Every line in the listing below from the one with "let id = job.id;" through the one with "JobState::Waiting && j.kind() == kind)" is to be reproduced exactly, both ends included; leave out the rest.

⁂

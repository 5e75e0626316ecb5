//! Job storage: the `JobStore` trait and the in-memory implementation.

use std::collections::HashMap;
use std::sync::{Arc, RwLock};
use std::time::Duration;

use chrono::{DateTime, Utc};

use serde::Serialize;

use super::job::{Job, JobId, JobKind, JobState};

/// Queue-level error.
#[derive(Debug, Clone, thiserror::Error)]
pub enum QueueError {
    /// Backing store unreachable. The only error enqueue is allowed to
    /// surface; callers treat notification enqueue as best-effort.
    #[error("queue unavailable: {0}")]
    Unavailable(String),

    #[error("job not found: {0}")]
    NotFound(JobId),

    /// Attempted a state transition the machine does not allow.
    #[error("job {job} cannot leave state {from:?} this way")]
    InvalidTransition { job: JobId, from: JobState },

    #[error("job payload corrupt: {0}")]
    Corrupt(String),
}

/// Per-kind backlog counts. Introspection only; not correctness-critical.
#[derive(Debug, Clone, Copy, Default, PartialEq, Eq, Serialize)]
pub struct JobCounts {
    pub waiting: usize,
    pub active: usize,
    pub completed: usize,
    pub failed: usize,
}

/// Job store abstraction.
///
/// Implementations must make `claim_next` atomic: two concurrent claimers can
/// never receive the same job.
pub trait JobStore: Send + Sync {
    /// Persist a new job. It is visible to claims immediately.
    fn enqueue(&self, job: Job) -> Result<JobId, QueueError>;

    /// Get a job by ID.
    fn get(&self, job_id: JobId) -> Result<Option<Job>, QueueError>;

    /// Claim the oldest waiting job of `kind` (FIFO by enqueue time), moving
    /// it to Active under a single-owner lease. `None` when the kind's
    /// waiting set is empty.
    fn claim_next(&self, kind: JobKind) -> Result<Option<Job>, QueueError>;

    /// Active → Completed.
    fn complete(&self, job_id: JobId) -> Result<(), QueueError>;

    /// Active → Failed; records the error and counts the failed execution.
    fn fail(&self, job_id: JobId, error: &str) -> Result<(), QueueError>;

    /// Operator path: Failed → Waiting. Clears the recorded error, keeps the
    /// attempt count as history.
    fn requeue(&self, job_id: JobId) -> Result<Job, QueueError>;

    /// Backlog counts for one kind.
    fn counts(&self, kind: JobKind) -> Result<JobCounts, QueueError>;

    /// Retention sweep: delete Completed/Failed jobs whose last transition is
    /// older than `older_than`. Returns the number of jobs removed.
    fn purge_terminal(&self, older_than: Duration) -> Result<usize, QueueError>;
}

impl<S: JobStore + ?Sized> JobStore for Arc<S> {
    fn enqueue(&self, job: Job) -> Result<JobId, QueueError> {
        (**self).enqueue(job)
    }

    fn get(&self, job_id: JobId) -> Result<Option<Job>, QueueError> {
        (**self).get(job_id)
    }

    fn claim_next(&self, kind: JobKind) -> Result<Option<Job>, QueueError> {
        (**self).claim_next(kind)
    }

    fn complete(&self, job_id: JobId) -> Result<(), QueueError> {
        (**self).complete(job_id)
    }

    fn fail(&self, job_id: JobId, error: &str) -> Result<(), QueueError> {
        (**self).fail(job_id, error)
    }

    fn requeue(&self, job_id: JobId) -> Result<Job, QueueError> {
        (**self).requeue(job_id)
    }

    fn counts(&self, kind: JobKind) -> Result<JobCounts, QueueError> {
        (**self).counts(kind)
    }

    fn purge_terminal(&self, older_than: Duration) -> Result<usize, QueueError> {
        (**self).purge_terminal(older_than)
    }
}

/// Retention cutoff for `purge_terminal`: everything last touched strictly
/// before this instant goes. `None` when `older_than` exceeds the calendar's
/// representable range, in which case nothing is old enough.
pub(crate) fn purge_cutoff(older_than: Duration) -> Option<DateTime<Utc>> {
    chrono::Duration::from_std(older_than)
        .ok()
        .and_then(|d| Utc::now().checked_sub_signed(d))
}

/// In-memory job store for tests/dev.
#[derive(Debug, Default)]
pub struct InMemoryJobStore {
    jobs: RwLock<HashMap<JobId, Job>>,
}

impl InMemoryJobStore {
    pub fn new() -> Self {
        Self::default()
    }

    pub fn arc() -> Arc<Self> {
        Arc::new(Self::new())
    }

    fn transition(
        &self,
        job_id: JobId,
        expected: JobState,
        apply: impl FnOnce(&mut Job),
    ) -> Result<Job, QueueError> {
        let mut jobs = self.jobs.write().unwrap();
        let job = jobs.get_mut(&job_id).ok_or(QueueError::NotFound(job_id))?;
        if job.state != expected {
            return Err(QueueError::InvalidTransition {
                job: job_id,
                from: job.state,
            });
        }
        apply(job);
        Ok(job.clone())
    }
}

impl JobStore for InMemoryJobStore {
    fn enqueue(&self, job: Job) -> Result<JobId, QueueError> {
        let mut jobs = self.jobs.write().unwrap();
        let id = job.id;
        jobs.insert(id, job);
        Ok(id)
    }

    fn get(&self, job_id: JobId) -> Result<Option<Job>, QueueError> {
        Ok(self.jobs.read().unwrap().get(&job_id).cloned())
    }

    fn claim_next(&self, kind: JobKind) -> Result<Option<Job>, QueueError> {
        let mut jobs = self.jobs.write().unwrap();

        // Oldest waiting job of this kind; id breaks created_at ties.
        let next = jobs
            .values()
            .filter(|j| j.state == JobState::Waiting && j.kind() == kind)
            .min_by_key(|j| (j.created_at, j.id))
            .map(|j| j.id);

        match next {
            Some(id) => {
                let job = jobs.get_mut(&id).expect("job present under write lock");
                job.mark_active();
                Ok(Some(job.clone()))
            }
            None => Ok(None),
        }
    }

    fn complete(&self, job_id: JobId) -> Result<(), QueueError> {
        self.transition(job_id, JobState::Active, Job::mark_completed)
            .map(|_| ())
    }

    fn fail(&self, job_id: JobId, error: &str) -> Result<(), QueueError> {
        self.transition(job_id, JobState::Active, |job| job.mark_failed(error))
            .map(|_| ())
    }

    fn requeue(&self, job_id: JobId) -> Result<Job, QueueError> {
        self.transition(job_id, JobState::Failed, |job| {
            job.state = JobState::Waiting;
            job.last_error = None;
            job.updated_at = chrono::Utc::now();
        })
    }

    fn counts(&self, kind: JobKind) -> Result<JobCounts, QueueError> {
        let jobs = self.jobs.read().unwrap();
        let mut counts = JobCounts::default();
        for job in jobs.values().filter(|j| j.kind() == kind) {
            match job.state {
                JobState::Waiting => counts.waiting += 1,
                JobState::Active => counts.active += 1,
                JobState::Completed => counts.completed += 1,
                JobState::Failed => counts.failed += 1,
            }
        }
        Ok(counts)
    }

    fn purge_terminal(&self, older_than: Duration) -> Result<usize, QueueError> {
        let Some(cutoff) = purge_cutoff(older_than) else {
            return Ok(0);
        };
        let mut jobs = self.jobs.write().unwrap();
        let before = jobs.len();
        jobs.retain(|_, j| !(j.state.is_terminal() && j.updated_at < cutoff));
        Ok(before - jobs.len())
    }
}

#[cfg(test)]
mod tests {
    use super::*;
    use crate::job::{JobPayload, WeeklyNotice};
    use coursepulse_core::AllocationId;

    fn weekly_job(week: u32) -> Job {
        Job::new(JobPayload::WeeklyReminder(WeeklyNotice {
            facilitator_email: "f@x.com".to_string(),
            facilitator_name: "F".to_string(),
            week,
            allocation_id: AllocationId::new(),
        }))
    }

    #[test]
    fn enqueue_then_claim_leases_the_job() {
        let store = InMemoryJobStore::new();
        let id = store.enqueue(weekly_job(1)).unwrap();

        let claimed = store.claim_next(JobKind::WeeklyReminder).unwrap().unwrap();
        assert_eq!(claimed.id, id);
        assert_eq!(claimed.state, JobState::Active);

        // Single-owner lease: nothing left to claim.
        assert!(store.claim_next(JobKind::WeeklyReminder).unwrap().is_none());
    }

    #[test]
    fn claims_are_fifo_within_a_kind() {
        let store = InMemoryJobStore::new();
        let ids: Vec<_> = (0..5)
            .map(|w| store.enqueue(weekly_job(w)).unwrap())
            .collect();

        for expected in ids {
            let claimed = store.claim_next(JobKind::WeeklyReminder).unwrap().unwrap();
            assert_eq!(claimed.id, expected);
        }
    }

    #[test]
    fn claim_ignores_other_kinds() {
        let store = InMemoryJobStore::new();
        store.enqueue(weekly_job(1)).unwrap();

        assert!(store.claim_next(JobKind::OverdueReminder).unwrap().is_none());
        assert!(store.claim_next(JobKind::WeeklyReminder).unwrap().is_some());
    }

    #[test]
    fn fail_then_requeue_round_trip() {
        let store = InMemoryJobStore::new();
        let id = store.enqueue(weekly_job(1)).unwrap();

        store.claim_next(JobKind::WeeklyReminder).unwrap().unwrap();
        store.fail(id, "smtp down").unwrap();

        let failed = store.get(id).unwrap().unwrap();
        assert_eq!(failed.state, JobState::Failed);
        assert_eq!(failed.attempts, 1);
        assert_eq!(failed.last_error.as_deref(), Some("smtp down"));

        let requeued = store.requeue(id).unwrap();
        assert_eq!(requeued.state, JobState::Waiting);
        assert_eq!(requeued.attempts, 1);
        assert!(requeued.last_error.is_none());

        // And it is claimable again.
        assert!(store.claim_next(JobKind::WeeklyReminder).unwrap().is_some());
    }

    #[test]
    fn transitions_only_move_forward() {
        let store = InMemoryJobStore::new();
        let id = store.enqueue(weekly_job(1)).unwrap();

        // Completing a waiting job is not a thing.
        assert!(matches!(
            store.complete(id),
            Err(QueueError::InvalidTransition { .. })
        ));

        store.claim_next(JobKind::WeeklyReminder).unwrap().unwrap();
        store.complete(id).unwrap();

        // Terminal means terminal.
        assert!(matches!(
            store.fail(id, "nope"),
            Err(QueueError::InvalidTransition { .. })
        ));
        assert!(matches!(
            store.requeue(id),
            Err(QueueError::InvalidTransition { .. })
        ));
    }

    #[test]
    fn concurrent_claimers_never_share_a_job() {
        use std::collections::HashSet;

        let store = InMemoryJobStore::arc();
        let enqueued: HashSet<_> = (0..50)
            .map(|w| store.enqueue(weekly_job(w)).unwrap())
            .collect();

        let claimers: Vec<_> = (0..8)
            .map(|_| {
                let store = store.clone();
                std::thread::spawn(move || {
                    let mut claimed = Vec::new();
                    while let Some(job) = store.claim_next(JobKind::WeeklyReminder).unwrap() {
                        claimed.push(job.id);
                    }
                    claimed
                })
            })
            .collect();

        let mut all = Vec::new();
        for claimer in claimers {
            all.extend(claimer.join().unwrap());
        }

        // No job handed out twice, none left behind.
        let unique: HashSet<_> = all.iter().copied().collect();
        assert_eq!(all.len(), enqueued.len());
        assert_eq!(unique, enqueued);
    }

    #[test]
    fn purge_removes_only_stale_terminal_jobs() {
        let store = InMemoryJobStore::new();

        let mut stale_completed = weekly_job(1);
        stale_completed.state = JobState::Completed;
        stale_completed.updated_at = Utc::now() - chrono::Duration::hours(48);
        store.enqueue(stale_completed).unwrap();

        let mut stale_failed = weekly_job(2);
        stale_failed.state = JobState::Failed;
        stale_failed.updated_at = Utc::now() - chrono::Duration::hours(48);
        store.enqueue(stale_failed).unwrap();

        // Fresh terminal job and a waiting one both survive the sweep.
        let done = store.enqueue(weekly_job(3)).unwrap();
        store.claim_next(JobKind::WeeklyReminder).unwrap().unwrap();
        store.complete(done).unwrap();
        store.enqueue(weekly_job(4)).unwrap();

        let removed = store
            .purge_terminal(Duration::from_secs(24 * 60 * 60))
            .unwrap();
        assert_eq!(removed, 2);

        let counts = store.counts(JobKind::WeeklyReminder).unwrap();
        assert_eq!(counts.completed, 1);
        assert_eq!(counts.failed, 0);
        assert_eq!(counts.waiting, 1);
    }

    #[test]
    fn counts_track_states_per_kind() {
        let store = InMemoryJobStore::new();
        for w in 0..4 {
            store.enqueue(weekly_job(w)).unwrap();
        }

        let a = store.claim_next(JobKind::WeeklyReminder).unwrap().unwrap();
        let b = store.claim_next(JobKind::WeeklyReminder).unwrap().unwrap();
        store.complete(a.id).unwrap();
        store.fail(b.id, "boom").unwrap();

        let counts = store.counts(JobKind::WeeklyReminder).unwrap();
        assert_eq!(
            counts,
            JobCounts {
                waiting: 2,
                active: 0,
                completed: 1,
                failed: 1,
            }
        );
        assert_eq!(store.counts(JobKind::OverdueReminder).unwrap(), JobCounts::default());
    }
}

⁂

**Expected answer:**
        let id = job.id;
        jobs.insert(id, job);
        Ok(id)
    }

    fn get(&self, job_id: JobId) -> Result<Option<Job>, QueueError> {
        Ok(self.jobs.read().unwrap().get(&job_id).cloned())
    }

    fn claim_next(&self, kind: JobKind) -> Result<Option<Job>, QueueError> {
        let mut jobs = self.jobs.write().unwrap();

        // Oldest waiting job of this kind; id breaks created_at ties.
        let next = jobs
            .values()
            .filter(|j| j.state == JobState::Waiting && j.kind() == kind)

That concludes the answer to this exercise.